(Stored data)
========================================

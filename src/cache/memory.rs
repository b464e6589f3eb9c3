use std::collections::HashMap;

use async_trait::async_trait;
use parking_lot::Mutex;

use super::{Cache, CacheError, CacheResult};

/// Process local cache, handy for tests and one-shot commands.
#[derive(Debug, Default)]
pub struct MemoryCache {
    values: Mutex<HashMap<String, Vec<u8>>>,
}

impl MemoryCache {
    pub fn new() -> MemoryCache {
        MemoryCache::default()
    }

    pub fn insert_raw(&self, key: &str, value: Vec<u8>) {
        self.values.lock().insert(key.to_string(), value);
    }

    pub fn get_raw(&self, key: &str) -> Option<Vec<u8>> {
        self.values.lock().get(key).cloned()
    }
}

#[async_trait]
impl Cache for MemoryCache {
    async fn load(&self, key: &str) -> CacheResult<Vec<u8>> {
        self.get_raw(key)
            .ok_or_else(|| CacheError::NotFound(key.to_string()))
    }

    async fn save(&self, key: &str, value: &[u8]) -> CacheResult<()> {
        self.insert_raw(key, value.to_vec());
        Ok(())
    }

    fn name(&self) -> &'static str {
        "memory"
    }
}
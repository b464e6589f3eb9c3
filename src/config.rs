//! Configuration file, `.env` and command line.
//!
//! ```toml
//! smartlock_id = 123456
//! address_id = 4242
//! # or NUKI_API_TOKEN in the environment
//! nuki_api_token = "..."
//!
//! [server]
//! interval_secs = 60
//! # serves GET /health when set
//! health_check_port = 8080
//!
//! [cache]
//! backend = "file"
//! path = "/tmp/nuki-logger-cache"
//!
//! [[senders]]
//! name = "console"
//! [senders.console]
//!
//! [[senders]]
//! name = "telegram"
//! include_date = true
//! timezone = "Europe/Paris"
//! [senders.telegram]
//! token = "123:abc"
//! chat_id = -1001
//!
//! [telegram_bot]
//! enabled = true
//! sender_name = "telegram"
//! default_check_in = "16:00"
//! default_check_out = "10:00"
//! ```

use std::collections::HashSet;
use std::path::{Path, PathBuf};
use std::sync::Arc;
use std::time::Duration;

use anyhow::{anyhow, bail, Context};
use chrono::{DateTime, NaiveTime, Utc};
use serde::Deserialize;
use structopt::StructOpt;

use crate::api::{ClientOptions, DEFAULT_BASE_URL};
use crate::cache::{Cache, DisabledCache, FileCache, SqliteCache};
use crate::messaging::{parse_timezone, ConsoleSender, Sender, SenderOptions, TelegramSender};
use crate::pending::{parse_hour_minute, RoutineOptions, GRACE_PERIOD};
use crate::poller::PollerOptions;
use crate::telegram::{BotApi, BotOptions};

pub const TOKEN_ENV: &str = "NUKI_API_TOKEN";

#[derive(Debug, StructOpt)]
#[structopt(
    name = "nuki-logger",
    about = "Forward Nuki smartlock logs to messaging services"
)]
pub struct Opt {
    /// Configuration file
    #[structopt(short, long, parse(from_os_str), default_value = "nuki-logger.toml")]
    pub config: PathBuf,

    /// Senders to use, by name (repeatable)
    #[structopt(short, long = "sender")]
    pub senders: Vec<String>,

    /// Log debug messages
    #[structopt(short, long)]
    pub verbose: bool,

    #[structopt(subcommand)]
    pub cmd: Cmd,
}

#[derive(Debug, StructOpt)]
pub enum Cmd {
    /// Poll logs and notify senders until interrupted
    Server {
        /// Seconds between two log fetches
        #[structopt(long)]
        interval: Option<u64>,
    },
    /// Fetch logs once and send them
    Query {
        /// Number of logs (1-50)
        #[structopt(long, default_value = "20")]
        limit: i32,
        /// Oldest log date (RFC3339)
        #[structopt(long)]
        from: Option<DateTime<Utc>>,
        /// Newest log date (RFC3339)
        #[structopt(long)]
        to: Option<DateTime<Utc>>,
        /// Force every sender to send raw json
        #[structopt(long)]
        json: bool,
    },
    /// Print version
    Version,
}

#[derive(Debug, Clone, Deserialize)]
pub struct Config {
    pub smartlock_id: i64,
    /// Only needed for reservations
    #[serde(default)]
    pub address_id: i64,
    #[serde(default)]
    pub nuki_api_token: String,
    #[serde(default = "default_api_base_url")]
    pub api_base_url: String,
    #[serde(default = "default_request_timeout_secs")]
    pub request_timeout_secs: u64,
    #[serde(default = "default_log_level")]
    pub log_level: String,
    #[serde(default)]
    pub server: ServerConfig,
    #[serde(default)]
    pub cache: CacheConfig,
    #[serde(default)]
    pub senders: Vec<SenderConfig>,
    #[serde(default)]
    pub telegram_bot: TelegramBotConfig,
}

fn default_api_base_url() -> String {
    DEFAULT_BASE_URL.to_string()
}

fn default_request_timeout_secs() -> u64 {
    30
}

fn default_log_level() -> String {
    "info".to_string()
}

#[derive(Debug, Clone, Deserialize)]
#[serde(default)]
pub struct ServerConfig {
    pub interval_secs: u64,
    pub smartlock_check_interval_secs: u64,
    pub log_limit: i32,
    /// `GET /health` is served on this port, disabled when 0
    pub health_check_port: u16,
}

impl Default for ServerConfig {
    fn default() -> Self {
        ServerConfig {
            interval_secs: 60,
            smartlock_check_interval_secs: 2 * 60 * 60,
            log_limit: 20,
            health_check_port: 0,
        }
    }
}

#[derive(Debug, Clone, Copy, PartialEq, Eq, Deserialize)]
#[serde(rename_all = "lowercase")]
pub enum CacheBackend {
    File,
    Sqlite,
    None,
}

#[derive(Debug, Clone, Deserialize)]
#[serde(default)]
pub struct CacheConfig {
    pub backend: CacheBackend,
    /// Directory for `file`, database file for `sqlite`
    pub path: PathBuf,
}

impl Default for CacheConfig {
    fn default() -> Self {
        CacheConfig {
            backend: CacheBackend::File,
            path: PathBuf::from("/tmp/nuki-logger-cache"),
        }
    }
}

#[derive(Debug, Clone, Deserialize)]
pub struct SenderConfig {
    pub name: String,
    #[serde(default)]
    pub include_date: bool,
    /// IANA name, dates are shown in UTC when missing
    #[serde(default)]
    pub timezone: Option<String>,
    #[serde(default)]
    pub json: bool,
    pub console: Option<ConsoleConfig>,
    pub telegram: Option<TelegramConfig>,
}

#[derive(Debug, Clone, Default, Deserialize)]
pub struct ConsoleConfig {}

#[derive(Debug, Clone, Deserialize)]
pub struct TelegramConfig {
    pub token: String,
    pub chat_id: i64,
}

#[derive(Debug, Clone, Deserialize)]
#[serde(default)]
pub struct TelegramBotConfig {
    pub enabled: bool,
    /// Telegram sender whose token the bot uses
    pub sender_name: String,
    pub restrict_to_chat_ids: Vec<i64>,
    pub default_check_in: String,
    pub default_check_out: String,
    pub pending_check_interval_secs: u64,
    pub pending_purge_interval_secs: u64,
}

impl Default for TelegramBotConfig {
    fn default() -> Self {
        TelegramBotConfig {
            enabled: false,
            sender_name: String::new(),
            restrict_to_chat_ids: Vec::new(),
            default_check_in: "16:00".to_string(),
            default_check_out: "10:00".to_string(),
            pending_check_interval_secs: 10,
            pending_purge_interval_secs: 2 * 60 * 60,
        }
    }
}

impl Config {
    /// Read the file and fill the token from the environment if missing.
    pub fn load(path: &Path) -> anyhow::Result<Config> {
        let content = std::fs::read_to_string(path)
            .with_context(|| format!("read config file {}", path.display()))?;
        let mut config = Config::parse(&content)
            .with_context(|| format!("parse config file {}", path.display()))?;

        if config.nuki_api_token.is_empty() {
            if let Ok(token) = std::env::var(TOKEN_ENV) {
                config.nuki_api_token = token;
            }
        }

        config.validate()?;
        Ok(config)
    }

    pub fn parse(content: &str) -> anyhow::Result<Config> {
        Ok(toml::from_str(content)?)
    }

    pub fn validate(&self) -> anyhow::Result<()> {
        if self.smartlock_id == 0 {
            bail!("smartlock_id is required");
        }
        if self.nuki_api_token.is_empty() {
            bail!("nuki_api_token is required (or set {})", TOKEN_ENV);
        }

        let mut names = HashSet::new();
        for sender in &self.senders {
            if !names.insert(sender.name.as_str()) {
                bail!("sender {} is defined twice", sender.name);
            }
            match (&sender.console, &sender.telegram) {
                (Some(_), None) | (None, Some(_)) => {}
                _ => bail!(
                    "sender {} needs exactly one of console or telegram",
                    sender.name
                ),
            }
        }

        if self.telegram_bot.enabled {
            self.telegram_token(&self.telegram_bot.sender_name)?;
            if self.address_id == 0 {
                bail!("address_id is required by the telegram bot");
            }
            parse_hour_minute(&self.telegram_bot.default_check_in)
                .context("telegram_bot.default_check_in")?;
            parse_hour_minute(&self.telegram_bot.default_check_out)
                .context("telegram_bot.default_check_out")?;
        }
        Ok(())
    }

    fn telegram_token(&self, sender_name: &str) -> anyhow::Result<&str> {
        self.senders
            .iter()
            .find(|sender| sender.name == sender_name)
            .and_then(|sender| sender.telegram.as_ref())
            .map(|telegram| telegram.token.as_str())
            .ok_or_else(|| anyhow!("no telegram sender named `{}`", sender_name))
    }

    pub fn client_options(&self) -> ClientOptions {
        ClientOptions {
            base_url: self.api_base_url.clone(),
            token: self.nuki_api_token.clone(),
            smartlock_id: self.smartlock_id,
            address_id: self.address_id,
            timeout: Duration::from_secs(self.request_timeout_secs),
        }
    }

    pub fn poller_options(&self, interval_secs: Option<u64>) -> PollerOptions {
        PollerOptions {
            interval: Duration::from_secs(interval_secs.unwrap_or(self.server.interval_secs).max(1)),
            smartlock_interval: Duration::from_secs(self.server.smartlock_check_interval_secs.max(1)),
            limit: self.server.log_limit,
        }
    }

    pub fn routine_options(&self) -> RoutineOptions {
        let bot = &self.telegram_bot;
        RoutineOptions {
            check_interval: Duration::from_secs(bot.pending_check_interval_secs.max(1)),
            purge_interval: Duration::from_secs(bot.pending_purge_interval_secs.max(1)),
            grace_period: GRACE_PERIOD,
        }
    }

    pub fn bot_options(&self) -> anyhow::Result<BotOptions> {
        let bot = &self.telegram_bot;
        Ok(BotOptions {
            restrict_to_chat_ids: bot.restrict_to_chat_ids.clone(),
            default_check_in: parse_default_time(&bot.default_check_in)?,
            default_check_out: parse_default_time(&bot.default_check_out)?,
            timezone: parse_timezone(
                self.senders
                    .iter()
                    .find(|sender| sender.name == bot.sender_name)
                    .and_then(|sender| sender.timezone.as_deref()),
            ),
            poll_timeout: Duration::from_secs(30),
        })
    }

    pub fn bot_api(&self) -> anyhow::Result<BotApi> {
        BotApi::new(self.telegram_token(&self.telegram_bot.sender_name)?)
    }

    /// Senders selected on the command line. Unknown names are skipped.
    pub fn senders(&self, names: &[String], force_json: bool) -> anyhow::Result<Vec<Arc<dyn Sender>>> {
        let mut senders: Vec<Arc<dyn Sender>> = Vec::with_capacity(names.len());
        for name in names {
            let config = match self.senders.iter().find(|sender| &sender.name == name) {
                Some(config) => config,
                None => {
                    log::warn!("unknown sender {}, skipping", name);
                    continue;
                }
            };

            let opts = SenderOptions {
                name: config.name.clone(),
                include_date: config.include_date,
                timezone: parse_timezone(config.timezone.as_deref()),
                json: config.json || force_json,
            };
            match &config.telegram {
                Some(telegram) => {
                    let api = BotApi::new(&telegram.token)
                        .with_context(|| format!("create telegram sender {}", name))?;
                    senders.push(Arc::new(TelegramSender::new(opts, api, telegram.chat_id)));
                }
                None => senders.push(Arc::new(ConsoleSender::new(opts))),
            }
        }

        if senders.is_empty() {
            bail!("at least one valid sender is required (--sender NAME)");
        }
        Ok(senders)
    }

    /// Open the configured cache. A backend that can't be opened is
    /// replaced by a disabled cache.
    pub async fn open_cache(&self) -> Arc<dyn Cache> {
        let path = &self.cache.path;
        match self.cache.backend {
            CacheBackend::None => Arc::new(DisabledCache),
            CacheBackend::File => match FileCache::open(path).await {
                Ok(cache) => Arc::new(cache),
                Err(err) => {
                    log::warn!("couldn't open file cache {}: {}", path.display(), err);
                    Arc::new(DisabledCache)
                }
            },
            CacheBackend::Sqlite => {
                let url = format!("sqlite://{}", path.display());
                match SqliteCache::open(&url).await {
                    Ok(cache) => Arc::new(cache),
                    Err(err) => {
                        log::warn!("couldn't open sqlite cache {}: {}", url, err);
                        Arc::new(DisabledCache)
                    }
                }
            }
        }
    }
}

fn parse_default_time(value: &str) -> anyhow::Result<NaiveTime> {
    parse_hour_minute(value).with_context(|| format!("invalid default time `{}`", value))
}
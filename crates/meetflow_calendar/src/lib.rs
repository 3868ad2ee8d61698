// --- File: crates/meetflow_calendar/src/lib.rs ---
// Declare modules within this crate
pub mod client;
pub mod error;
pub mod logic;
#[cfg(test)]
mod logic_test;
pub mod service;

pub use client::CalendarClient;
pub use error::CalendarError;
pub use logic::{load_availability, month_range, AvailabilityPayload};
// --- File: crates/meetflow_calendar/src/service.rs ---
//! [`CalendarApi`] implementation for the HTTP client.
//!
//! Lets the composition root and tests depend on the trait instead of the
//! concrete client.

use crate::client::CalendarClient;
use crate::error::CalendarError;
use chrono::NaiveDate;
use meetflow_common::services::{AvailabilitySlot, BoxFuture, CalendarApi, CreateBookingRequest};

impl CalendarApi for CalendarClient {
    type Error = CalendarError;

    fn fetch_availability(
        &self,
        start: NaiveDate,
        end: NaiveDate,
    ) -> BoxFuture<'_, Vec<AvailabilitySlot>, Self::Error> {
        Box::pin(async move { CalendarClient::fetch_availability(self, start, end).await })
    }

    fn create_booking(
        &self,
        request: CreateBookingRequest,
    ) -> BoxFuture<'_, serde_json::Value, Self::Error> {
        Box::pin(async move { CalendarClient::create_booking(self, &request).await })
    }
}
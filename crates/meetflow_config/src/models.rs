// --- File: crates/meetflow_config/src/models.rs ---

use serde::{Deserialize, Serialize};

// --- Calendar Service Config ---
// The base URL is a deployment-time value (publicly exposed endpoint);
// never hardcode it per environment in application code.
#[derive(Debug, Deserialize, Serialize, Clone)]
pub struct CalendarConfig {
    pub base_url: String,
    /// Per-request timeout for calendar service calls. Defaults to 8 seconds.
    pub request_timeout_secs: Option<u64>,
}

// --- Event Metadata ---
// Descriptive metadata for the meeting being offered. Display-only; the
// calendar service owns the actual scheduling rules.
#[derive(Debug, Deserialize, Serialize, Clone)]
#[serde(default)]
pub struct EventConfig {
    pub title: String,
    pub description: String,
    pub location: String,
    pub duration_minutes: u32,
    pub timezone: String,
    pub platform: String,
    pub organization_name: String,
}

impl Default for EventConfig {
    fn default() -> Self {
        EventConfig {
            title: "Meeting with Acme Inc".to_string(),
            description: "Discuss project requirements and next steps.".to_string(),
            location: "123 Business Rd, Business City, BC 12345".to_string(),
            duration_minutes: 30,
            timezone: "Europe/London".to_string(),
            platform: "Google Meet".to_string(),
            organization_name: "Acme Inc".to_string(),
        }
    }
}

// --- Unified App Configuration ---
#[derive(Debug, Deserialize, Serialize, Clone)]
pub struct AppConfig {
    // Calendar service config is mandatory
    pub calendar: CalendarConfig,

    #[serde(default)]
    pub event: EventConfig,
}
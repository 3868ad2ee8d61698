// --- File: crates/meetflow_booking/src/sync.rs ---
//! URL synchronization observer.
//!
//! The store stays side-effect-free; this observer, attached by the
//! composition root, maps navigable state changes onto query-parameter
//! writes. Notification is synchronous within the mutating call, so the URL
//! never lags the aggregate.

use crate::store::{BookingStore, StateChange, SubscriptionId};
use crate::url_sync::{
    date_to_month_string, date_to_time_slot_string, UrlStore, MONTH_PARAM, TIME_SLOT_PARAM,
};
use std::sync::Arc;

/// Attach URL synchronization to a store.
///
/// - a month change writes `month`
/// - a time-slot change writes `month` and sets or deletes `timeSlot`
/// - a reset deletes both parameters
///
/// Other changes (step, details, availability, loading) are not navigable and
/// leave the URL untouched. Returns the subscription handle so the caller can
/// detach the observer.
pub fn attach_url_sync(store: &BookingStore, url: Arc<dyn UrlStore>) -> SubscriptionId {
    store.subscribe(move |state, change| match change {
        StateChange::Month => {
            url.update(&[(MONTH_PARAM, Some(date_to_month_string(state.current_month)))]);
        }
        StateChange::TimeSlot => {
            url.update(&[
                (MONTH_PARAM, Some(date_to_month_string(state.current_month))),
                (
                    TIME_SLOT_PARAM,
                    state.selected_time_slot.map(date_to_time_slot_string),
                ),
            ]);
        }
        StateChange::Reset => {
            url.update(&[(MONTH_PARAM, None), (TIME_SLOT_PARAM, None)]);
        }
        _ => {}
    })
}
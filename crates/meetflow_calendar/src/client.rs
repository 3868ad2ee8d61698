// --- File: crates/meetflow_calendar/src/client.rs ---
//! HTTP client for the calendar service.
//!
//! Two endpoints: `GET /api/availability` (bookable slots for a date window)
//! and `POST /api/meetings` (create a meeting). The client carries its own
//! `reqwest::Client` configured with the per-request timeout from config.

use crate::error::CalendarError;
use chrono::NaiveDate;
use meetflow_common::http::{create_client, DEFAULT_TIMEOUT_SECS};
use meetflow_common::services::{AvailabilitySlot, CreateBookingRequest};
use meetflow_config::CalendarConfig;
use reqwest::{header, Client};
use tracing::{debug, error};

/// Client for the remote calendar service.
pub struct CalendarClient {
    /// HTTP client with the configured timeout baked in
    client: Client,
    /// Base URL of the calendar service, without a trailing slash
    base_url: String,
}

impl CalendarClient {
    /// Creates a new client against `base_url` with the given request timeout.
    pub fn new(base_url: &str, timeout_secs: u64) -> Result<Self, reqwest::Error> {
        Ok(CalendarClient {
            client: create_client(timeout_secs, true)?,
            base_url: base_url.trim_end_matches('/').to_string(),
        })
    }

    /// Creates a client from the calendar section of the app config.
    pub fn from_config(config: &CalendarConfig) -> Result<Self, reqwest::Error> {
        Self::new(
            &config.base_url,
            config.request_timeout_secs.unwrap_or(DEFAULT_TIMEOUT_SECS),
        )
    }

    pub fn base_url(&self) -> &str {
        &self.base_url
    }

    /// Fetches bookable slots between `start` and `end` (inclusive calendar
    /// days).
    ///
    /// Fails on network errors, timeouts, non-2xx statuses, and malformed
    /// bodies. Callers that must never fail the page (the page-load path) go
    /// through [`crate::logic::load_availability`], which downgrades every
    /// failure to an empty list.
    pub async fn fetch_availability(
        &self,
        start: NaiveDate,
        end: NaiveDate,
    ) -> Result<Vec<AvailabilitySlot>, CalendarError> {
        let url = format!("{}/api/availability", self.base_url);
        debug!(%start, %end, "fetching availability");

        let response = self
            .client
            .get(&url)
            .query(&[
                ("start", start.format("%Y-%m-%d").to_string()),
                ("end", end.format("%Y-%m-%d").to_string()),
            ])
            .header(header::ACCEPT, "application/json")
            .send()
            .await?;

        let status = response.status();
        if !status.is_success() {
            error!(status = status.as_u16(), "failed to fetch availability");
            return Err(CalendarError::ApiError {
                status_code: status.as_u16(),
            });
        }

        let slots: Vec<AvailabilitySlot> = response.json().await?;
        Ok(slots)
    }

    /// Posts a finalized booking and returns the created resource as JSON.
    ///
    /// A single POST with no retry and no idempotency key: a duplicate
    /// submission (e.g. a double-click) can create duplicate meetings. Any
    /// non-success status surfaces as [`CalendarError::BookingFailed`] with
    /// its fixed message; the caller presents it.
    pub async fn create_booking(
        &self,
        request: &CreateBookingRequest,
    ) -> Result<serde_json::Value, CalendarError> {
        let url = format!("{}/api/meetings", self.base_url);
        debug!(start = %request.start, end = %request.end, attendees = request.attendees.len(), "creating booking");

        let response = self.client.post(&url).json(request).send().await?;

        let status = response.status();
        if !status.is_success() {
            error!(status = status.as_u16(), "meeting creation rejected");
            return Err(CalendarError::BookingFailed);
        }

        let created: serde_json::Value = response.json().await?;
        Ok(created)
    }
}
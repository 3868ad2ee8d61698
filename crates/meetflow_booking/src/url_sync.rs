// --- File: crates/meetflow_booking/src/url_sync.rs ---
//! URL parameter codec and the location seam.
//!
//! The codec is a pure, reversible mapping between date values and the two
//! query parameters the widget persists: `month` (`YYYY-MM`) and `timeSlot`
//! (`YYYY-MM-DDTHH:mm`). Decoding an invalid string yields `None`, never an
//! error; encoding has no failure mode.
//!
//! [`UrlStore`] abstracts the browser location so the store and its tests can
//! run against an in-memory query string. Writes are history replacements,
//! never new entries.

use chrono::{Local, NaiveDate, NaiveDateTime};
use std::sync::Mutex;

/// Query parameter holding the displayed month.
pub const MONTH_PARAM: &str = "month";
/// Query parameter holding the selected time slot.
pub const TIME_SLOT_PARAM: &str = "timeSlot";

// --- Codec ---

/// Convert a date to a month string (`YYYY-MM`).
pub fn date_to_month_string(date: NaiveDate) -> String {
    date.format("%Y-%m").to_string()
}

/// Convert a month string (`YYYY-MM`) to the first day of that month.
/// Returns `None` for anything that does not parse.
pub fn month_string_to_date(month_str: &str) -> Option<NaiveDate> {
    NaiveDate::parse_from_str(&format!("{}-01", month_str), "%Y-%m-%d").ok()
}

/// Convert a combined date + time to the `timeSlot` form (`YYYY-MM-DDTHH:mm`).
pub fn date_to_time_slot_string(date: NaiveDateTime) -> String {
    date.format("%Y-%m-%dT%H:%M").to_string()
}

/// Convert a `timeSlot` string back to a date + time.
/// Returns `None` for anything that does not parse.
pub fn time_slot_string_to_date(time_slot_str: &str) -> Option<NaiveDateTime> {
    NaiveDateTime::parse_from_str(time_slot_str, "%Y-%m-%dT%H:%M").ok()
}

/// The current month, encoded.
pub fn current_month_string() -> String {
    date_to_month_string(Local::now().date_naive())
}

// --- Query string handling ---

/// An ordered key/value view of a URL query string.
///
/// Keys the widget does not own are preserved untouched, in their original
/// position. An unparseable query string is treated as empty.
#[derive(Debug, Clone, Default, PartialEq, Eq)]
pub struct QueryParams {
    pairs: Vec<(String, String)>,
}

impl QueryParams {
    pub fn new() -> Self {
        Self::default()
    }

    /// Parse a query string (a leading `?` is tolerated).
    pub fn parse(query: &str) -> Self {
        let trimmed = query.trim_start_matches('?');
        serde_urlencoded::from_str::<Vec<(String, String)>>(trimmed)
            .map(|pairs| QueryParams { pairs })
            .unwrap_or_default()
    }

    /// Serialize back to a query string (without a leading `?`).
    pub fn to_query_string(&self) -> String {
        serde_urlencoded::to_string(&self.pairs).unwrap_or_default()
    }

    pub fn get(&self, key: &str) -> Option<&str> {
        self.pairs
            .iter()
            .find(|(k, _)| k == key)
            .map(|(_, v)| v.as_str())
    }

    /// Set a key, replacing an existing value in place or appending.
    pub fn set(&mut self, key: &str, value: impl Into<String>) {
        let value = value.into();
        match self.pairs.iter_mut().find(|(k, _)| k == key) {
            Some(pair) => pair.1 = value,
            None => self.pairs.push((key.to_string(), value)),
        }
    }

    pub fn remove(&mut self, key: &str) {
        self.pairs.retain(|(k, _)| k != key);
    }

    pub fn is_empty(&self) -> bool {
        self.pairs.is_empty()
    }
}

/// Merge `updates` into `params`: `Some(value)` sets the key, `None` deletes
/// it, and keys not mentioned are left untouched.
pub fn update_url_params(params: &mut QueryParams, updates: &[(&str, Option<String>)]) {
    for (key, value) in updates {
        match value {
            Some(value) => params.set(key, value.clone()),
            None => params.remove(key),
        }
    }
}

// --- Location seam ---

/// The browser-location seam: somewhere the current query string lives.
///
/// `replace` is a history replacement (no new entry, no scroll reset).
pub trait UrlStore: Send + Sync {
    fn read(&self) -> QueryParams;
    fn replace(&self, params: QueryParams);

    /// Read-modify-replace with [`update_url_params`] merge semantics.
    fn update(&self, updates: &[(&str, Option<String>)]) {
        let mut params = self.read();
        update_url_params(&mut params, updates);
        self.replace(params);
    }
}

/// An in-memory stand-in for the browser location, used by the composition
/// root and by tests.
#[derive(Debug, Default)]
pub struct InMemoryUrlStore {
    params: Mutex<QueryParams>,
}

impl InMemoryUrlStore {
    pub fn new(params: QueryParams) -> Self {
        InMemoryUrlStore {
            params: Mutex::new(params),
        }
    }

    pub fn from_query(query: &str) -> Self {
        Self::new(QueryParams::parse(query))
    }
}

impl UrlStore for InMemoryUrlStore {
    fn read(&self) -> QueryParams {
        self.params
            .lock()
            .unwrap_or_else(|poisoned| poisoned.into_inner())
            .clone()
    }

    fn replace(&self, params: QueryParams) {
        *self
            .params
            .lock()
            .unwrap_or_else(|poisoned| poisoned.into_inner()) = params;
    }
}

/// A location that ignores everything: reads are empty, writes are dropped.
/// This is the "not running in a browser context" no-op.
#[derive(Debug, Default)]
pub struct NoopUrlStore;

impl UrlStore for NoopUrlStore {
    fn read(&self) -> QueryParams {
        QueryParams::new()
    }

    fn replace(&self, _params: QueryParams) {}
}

========================================

* _The problem_
If a line in the data above holds the string "names", copy it.

* _Output for this exercise_
        let mut names = HashSet::new();
            if !names.insert(sender.name.as_str()) {
    /// Senders selected on the command line. Unknown names are skipped.
    pub fn senders(&self, names: &[String], force_json: bool) -> anyhow::Result<Vec<Arc<dyn Sender>>> {
        let mut senders: Vec<Arc<dyn Sender>> = Vec::with_capacity(names.len());
        for name in names {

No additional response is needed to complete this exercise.